GIVEN RECORDS:
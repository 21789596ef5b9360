//! Blocking-stream decompressor: compressed bytes pulled from an underlying
//! [`std::io::Read`], plaintext out.

use std::io::{self, Read};

use log::trace;

use crate::codec::zstd::ZstdDecompressContext;
use crate::codec::{DecompressContext, Pump};
use crate::error::{Error, Result};
use crate::lifecycle::Guarded;
use crate::region::{ReadRegion, WriteRegion};

/// Streaming decompressor over an underlying byte source.
///
/// Reads return however many decompressed bytes are ready, mirroring
/// blocking partial-read semantics; single-byte reads always make progress.
/// A read returns `0` once the current frame is exhausted. In continuous
/// mode the reader instead advances across concatenated frames and only
/// reports `0` when the source itself is exhausted between frames.
pub struct FrameReader<R: Read, D: DecompressContext = ZstdDecompressContext> {
    source: R,
    ctx: Guarded<D>,
    input: Vec<u8>,
    pos: usize,
    filled: usize,
    continuous: bool,
    // Terminal end-of-frame reached (single-frame mode only).
    frame_done: bool,
    // Some bytes of the current frame have been consumed.
    frame_started: bool,
    source_eof: bool,
}

impl<R: Read> FrameReader<R> {
    /// Creates a single-frame reader with the engine's preferred staging size.
    pub fn new(source: R) -> Self {
        Self::with_context(source, ZstdDecompressContext::new())
    }

    /// Creates a reader with an explicit compressed-input staging size.
    pub fn with_capacity(source: R, capacity: usize) -> Self {
        let mut reader = Self::new(source);
        reader.input = vec![0u8; capacity.max(1)];
        reader
    }
}

impl<R: Read, D: DecompressContext> FrameReader<R, D> {
    /// Creates a reader driving a caller-chosen decompression context.
    pub fn with_context(source: R, ctx: D) -> Self {
        let staging = ctx.recommended_input_size().max(1);
        Self {
            source,
            ctx: Guarded::new(ctx),
            input: vec![0u8; staging],
            pos: 0,
            filled: 0,
            continuous: false,
            frame_done: false,
            frame_started: false,
            source_eof: false,
        }
    }

    /// Selects continuous mode: exhausting one frame with more underlying
    /// bytes available transparently opens the next frame. Set at
    /// construction, before the first read.
    pub fn continuous(mut self, continuous: bool) -> Self {
        self.continuous = continuous;
        self
    }

    /// Releases the decompression context and staging storage. Idempotent;
    /// reads after close fail with [`Error::StreamClosed`]. The underlying
    /// source is released when the reader is dropped.
    pub fn close(&mut self) {
        if self.ctx.close().is_some() {
            self.input = Vec::new();
            self.pos = 0;
            self.filled = 0;
            trace!("frame reader closed");
        }
    }

    /// Consumes the reader and returns the underlying source.
    pub fn into_inner(self) -> R {
        self.source
    }

    fn refill(&mut self) -> Result<()> {
        debug_assert_eq!(self.pos, self.filled);
        self.pos = 0;
        self.filled = self.source.read(&mut self.input)?;
        if self.filled == 0 {
            self.source_eof = true;
        }
        Ok(())
    }

    /// Decompresses into the spare range of `dst`, advancing its cursor.
    /// Returns the number of bytes produced, `0` at end of data.
    pub fn read_region(&mut self, dst: &mut WriteRegion) -> Result<usize> {
        if self.ctx.is_closed() {
            return Err(Error::StreamClosed);
        }
        let start = dst.position();
        if !dst.has_remaining() {
            return Ok(0);
        }
        loop {
            if self.frame_done {
                break;
            }
            if self.pos == self.filled && !self.source_eof {
                self.refill()?;
            }
            if self.pos == self.filled && self.source_eof && !self.frame_started {
                // Clean end: no frame is in flight.
                break;
            }

            let before_dst = dst.position();
            let before_pos = self.pos;
            let status = {
                let ctx = self.ctx.get()?;
                // At source end this region is empty; the pump then drains
                // output still buffered inside the context.
                let mut src = ReadRegion::with_bounds(&self.input, self.pos, self.filled);
                let status = ctx.pump(dst, &mut src)?;
                self.pos = src.position();
                status
            };
            if self.pos > before_pos {
                self.frame_started = true;
            }
            match status {
                Pump::FrameComplete => {
                    self.frame_started = false;
                    if !self.continuous {
                        self.frame_done = true;
                        break;
                    }
                    trace!("continuous mode: advancing to next frame");
                }
                Pump::InProgress => {
                    if dst.position() == before_dst && self.pos == before_pos {
                        if self.source_eof && self.pos == self.filled {
                            return Err(Error::malformed("source ended inside a frame"));
                        }
                        // Engine refused both input and output space.
                        return Err(Error::Io(io::Error::other(
                            "decompression context made no progress",
                        )));
                    }
                }
            }
            if !dst.has_remaining() || dst.position() > start {
                break;
            }
        }
        Ok(dst.position() - start)
    }
}

impl<R: Read, D: DecompressContext> Read for FrameReader<R, D> {
    fn read(&mut self, buf: &mut [u8]) -> io::Result<usize> {
        let mut dst = WriteRegion::new(buf);
        let n = self.read_region(&mut dst)?;
        Ok(n)
    }
}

EXERCISE DETAILS: Say how many lines in the data above contain the string "decompressor", and give no other output.

WRITTEN RESPONSE: 2